The Loose Marbles is a sort of Amalgamated Jazz Corporation that creates subsidiaries around the city, to maximize tips and minimize boredom. The fifteen musicians play clarinet, trumpet, banjo, washboard, accordion, trombone, guitars, sousaphone, standup bass, and guitars, but you’re likely to see only seven or eight performers at any given gig. And since you rarely see the same configuration of instruments twice in a row, you rarely hear the same kind of jazz. If Patrick McPeck is there with the accordion, you’ll hear the Marbles’ repertoire of spooky, minor-keyed, Gypsy-influenced songs. If Alynda Segarra is there, with her banjo or washboard, and Jason Jurzek is on string bass instead of tuba, they’ll be playing songs that sound as if they were first performed in a hobo jungle during the Hoover Administration. In Washington Square, in New York, they split into two groups, one anchored by the tuba and the other anchored by the bass, and they play on opposite sides of the park. Halfway through the day, they’ll mix up the configurations to give both the musicians and the crowd a change of pace. At the end of the day, they pool all the tips and divide them equally. I’ve seen days here in New Orleans where they have a stack of bills that’s so thick it can’t be held in one hand, and that contains a lot of portraits of Hamilton and Jackson.

***

The Loose Marbles look like street urchins, and at least a few of them are.
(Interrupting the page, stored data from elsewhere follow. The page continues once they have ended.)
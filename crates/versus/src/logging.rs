use std::env;

use tracing_subscriber::EnvFilter;

pub const VERBOSE_ENV: &str = "VERSUS_VERBOSE";

/// Installs the fmt subscriber. `RUST_LOG` wins when set; otherwise the
/// default level is `debug` in verbose mode and `info` otherwise.
pub fn init(verbose: bool) {
    let default_level = if verbose { "debug" } else { "info" };
    let filter =
        EnvFilter::try_from_default_env().unwrap_or_else(|_| EnvFilter::new(default_level));
    let _ = tracing_subscriber::fmt()
        .with_env_filter(filter)
        .with_writer(std::io::stderr)
        .try_init();
    if verbose {
        tracing::debug!("verbose logging enabled");
    }
}

pub fn env_flag() -> bool {
    env::var(VERBOSE_ENV)
        .map(|value| parse_bool(&value))
        .unwrap_or(false)
}

fn parse_bool(raw: &str) -> bool {
    matches!(
        raw.trim().to_lowercase().as_str(),
        "1" | "true" | "yes" | "on"
    )
}
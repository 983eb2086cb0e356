//! RBAC Resolution Engine
//!
//! The engine answers questions about the permissions granted by a cluster's RBAC resources. It
//! operates on a [`Snapshot`]: a point-in-time catalog of the following resources, together with
//! indexes derived from it:
//!
//! - Each `Role` holds rules that apply within its namespace.
//! - Each `ClusterRole` holds rules that may apply cluster-wide.
//! - Each `RoleBinding` grants a `Role` or `ClusterRole` to a list of subjects, scoped to the
//!   binding's namespace.
//! - Each `ClusterRoleBinding` grants a `ClusterRole` to a list of subjects, cluster-wide.
//!
//! ```text
//! [ Role | ClusterRole ] <- [ RoleBinding | ClusterRoleBinding ] -> [ Subject ]
//! ```
//!
//! The graph is two levels deep and acyclic, so resolution always terminates. A snapshot is
//! immutable once built and may be shared freely between concurrent queries. Snapshots are not
//! retained: each request obtains a fresh catalog and builds a new snapshot.
//!
//! Bindings that reference roles missing from the catalog are reported as inconsistencies and
//! otherwise ignored, since the catalog may be briefly inconsistent between writes.

#![deny(warnings, rust_2018_idioms)]
#![forbid(unsafe_code)]

mod resolve;
pub mod resources;
mod simulate;
mod snapshot;


pub use self::{resources::Resources, snapshot::Snapshot};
The goat-bearded guitar and tuba player, Barnabus Jones; Ruth’s boy, Kiowa Wells; and the banjo and washboard player Alynda all come from a subculture of rail-riding, outdoor-living hobos that was beautifully documented a couple of years ago by the photographer James Heil in Time. . . . But the trumpeter Ben Polcer is a University of Michigan music-school graduate, and the clarinetist Mike Magro, from suburban Philadelphia, is a virtuoso who can hold forth at length about the rare and antiquated Albert fingering of his clarinet.

In addition to their song selection and their remarkably tight and vibrant musicianship, two things particularly excite me about the Loose Marbles. One is how carefully thought out their act is; their inter-war, Mitteleuropean flavor is somehow more than accidental and less than shtick. The other is how much, and how obviously, they all love each other.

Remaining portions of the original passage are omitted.